Thailand Relaxes Regulations to Encourage Crypto Industry Participation in Carbon Markets
Thailand is revitalizing its carbon trading market by proposing regulatory amendments that allow carbon credits, carbon allowances, and renewable energy certificates to be tokenized via blockchain technology. This move opens opportunities for digital asset managers, brokerages, and traders to participate, advancing Thailand's goal to become a regional carbon trading hub.
Key Regulatory Changes
- SEC Amendments: The Thai Securities and Exchange Commission (SEC) revised its Utility Token framework in 2025 to exclude consumer-focused tokens from strict oversight, initially limiting carbon-related token trading.
- New Draft Proposal: The SEC now seeks to reintroduce blockchain-based carbon assets under revised regulations, citing blockchain’s potential to enhance market transparency and support Thailand’s 2050 carbon neutrality goals.

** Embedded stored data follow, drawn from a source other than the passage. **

pub use client::{JobHandle, QBlastClient, Retrieved};
pub use error::{QBlastError, Result};
pub use qblast_config::config::Config;
pub use qblast_config::types::{Cmd, ParamValue, ParameterBag, Status};
pub use qblast_info::QBlastInfo;
pub use query_builder::ParamsBuilder;
pub use request::{ResultsOptions, SearchOptions, SearchRequest};
pub use sleep::{Sleep, TokioSleep};
pub use transport::{BodyReader, ReqwestTransport, StreamingResponse, Transport, TransportResponse};
pub use validator::{validate_results_params, validate_search_params};

pub mod client;
pub mod error;
pub mod qblast_info;
pub mod query_builder;
pub mod request;
pub mod rules;
pub mod sleep;
pub mod transport;
pub mod validator;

Benefits of Blockchain in Carbon Markets
- Transparency: Immutable records reduce greenwashing risks (e.g., double-counting or low-quality credits).
- Efficiency: Lower issuance costs and improved liquidity for carbon assets.
👉 Explore how blockchain transforms carbon trading
Risks and Challenges: Verra’s Concerns Over Double-Counting
While blockchain offers innovation, challenges persist:
- Outdated Data: Crypto platforms might fail to update retired credits, leading to invalid transactions.
- Verra’s Stance: The global certifier banned tokenized carbon credits in 2022 to prevent double-counting.
Thailand’s Carbon Market Revival Strategies
- New Trading Platform: SEC announced a dedicated carbon exchange (launching by 2027).
- Carbon Tax: Approved in March 2025 at 200 THB (~5.3 USD) per ton for oil products.
- ICE Partnership: Collaborating with Intercontinental Exchange (ICE) to leverage expertise from U.S./EU markets.
👉 Learn about Thailand’s green finance initiatives
FAQs
Q: How will blockchain improve Thailand’s carbon market?
A: By ensuring transparent, tamper-proof records and lowering transaction costs.
Q: Why did Verra ban tokenized carbon credits?
A: To avoid double-counting if retired credits remain tradable.
Q: What’s Thailand’s carbon tax rate?
A: 200 THB per ton, targeting oil and related products.